## Supplied records
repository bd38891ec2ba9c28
use chrono::{DateTime, Utc};
use sqlx::PgPool;

use crate::error::AppResult;
use crate::models::StreamerLink;

pub struct StreamerLinkService;

impl StreamerLinkService {
    /// Fetches the cached link for a Twitch username, if one exists.
    /// Freshness is the caller's concern (`StreamerLink::is_fresh`).
    pub async fn get(pool: &PgPool, twitch: &str) -> AppResult<Option<StreamerLink>> {
        let link = sqlx::query_as::<_, StreamerLink>(
            r#"
            SELECT twitch, youtube_url, channel_id, is_live, verified, last_checked
            FROM streamer_links
            WHERE twitch = $1
            "#,
        )
        .bind(twitch)
        .fetch_optional(pool)
        .await?;

        Ok(link)
    }

    /// Writes a freshly resolved link, replacing every column of any
    /// existing row. Records are never merged field-by-field; last writer
    /// wins, which at worst costs a redundant API call.
    pub async fn upsert(
        pool: &PgPool,
        twitch: &str,
        youtube_url: &str,
        channel_id: &str,
        is_live: bool,
        checked_at: DateTime<Utc>,
    ) -> AppResult<StreamerLink> {
        let link = sqlx::query_as::<_, StreamerLink>(
            r#"
            INSERT INTO streamer_links (twitch, youtube_url, channel_id, is_live, verified, last_checked)
            VALUES ($1, $2, $3, $4, TRUE, $5)
            ON CONFLICT (twitch) DO UPDATE SET
                youtube_url = EXCLUDED.youtube_url,
                channel_id = EXCLUDED.channel_id,
                is_live = EXCLUDED.is_live,
                verified = EXCLUDED.verified,
                last_checked = EXCLUDED.last_checked
            RETURNING twitch, youtube_url, channel_id, is_live, verified, last_checked
            "#,
        )
        .bind(twitch)
        .bind(youtube_url)
        .bind(channel_id)
        .bind(is_live)
        .bind(checked_at)
        .fetch_one(pool)
        .await?;

        Ok(link)
    }
}
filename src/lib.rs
//! YouRoute Server Library
//!
//! This module exposes the server components for testing purposes.

pub mod config;
pub mod db;
pub mod error;
pub mod models;
pub mod routes;
pub mod services;
pub mod watcher;
pub mod youtube;
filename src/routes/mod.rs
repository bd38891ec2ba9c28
pub mod check;
pub mod health;
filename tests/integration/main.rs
//! Integration tests module
//!
//! Contains tests that require a database and test the full API.

mod common;

mod health_test;
mod quota_test;
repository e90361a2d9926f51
//! Rising, fading labels (score feedback).

use crate::types::{FEEDBACK_MS, FEEDBACK_RISE};

/// Cubic ease-out, `t` in `0.0..=1.0`.
pub fn ease_out_cubic(t: f32) -> f32 {
    let inv = 1.0 - t.clamp(0.0, 1.0);
    1.0 - inv * inv * inv
}

#[derive(Debug, Clone, PartialEq)]
pub struct FadingLabel<T> {
    pub value: T,
    pub x: f32,
    pub y: f32,
    elapsed_ms: u32,
    duration_ms: u32,
    rise: f32,
}

impl<T> FadingLabel<T> {
    pub fn progress(&self) -> f32 {
        (self.elapsed_ms as f32 / self.duration_ms as f32).min(1.0)
    }

    /// Opacity from 1.0 down to 0.0.
    pub fn alpha(&self) -> f32 {
        1.0 - ease_out_cubic(self.progress())
    }

    /// Current draw position; the label drifts upwards.
    pub fn position(&self) -> (f32, f32) {
        (self.x, self.y - self.rise * ease_out_cubic(self.progress()))
    }

    fn done(&self) -> bool {
        self.elapsed_ms >= self.duration_ms
    }
}

#[derive(Debug, Clone)]
pub struct Fader<T> {
    labels: Vec<FadingLabel<T>>,
    duration_ms: u32,
    rise: f32,
}

impl<T> Fader<T> {
    pub fn new(duration_ms: u32, rise: f32) -> Self {
        Self {
            labels: Vec::new(),
            duration_ms: duration_ms.max(1),
            rise,
        }
    }

    pub fn push(&mut self, value: T, x: f32, y: f32) {
        self.labels.push(FadingLabel {
            value,
            x,
            y,
            elapsed_ms: 0,
            duration_ms: self.duration_ms,
            rise: self.rise,
        });
    }

    /// Age every label and drop the ones that finished.
    pub fn advance(&mut self, elapsed_ms: u32) {
        for label in &mut self.labels {
            label.elapsed_ms = label.elapsed_ms.saturating_add(elapsed_ms);
        }
        self.labels.retain(|l| !l.done());
    }

    pub fn labels(&self) -> &[FadingLabel<T>] {
        &self.labels
    }

    pub fn clear(&mut self) {
        self.labels.clear();
    }

    pub fn is_empty(&self) -> bool {
        self.labels.is_empty()
    }
}

impl<T> Default for Fader<T> {
    fn default() -> Self {
        Self::new(FEEDBACK_MS, FEEDBACK_RISE)
    }
}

## Your goal
For the data shown above, give the number of lines where the word "filename" appears, and nothing else.

## Answer box
3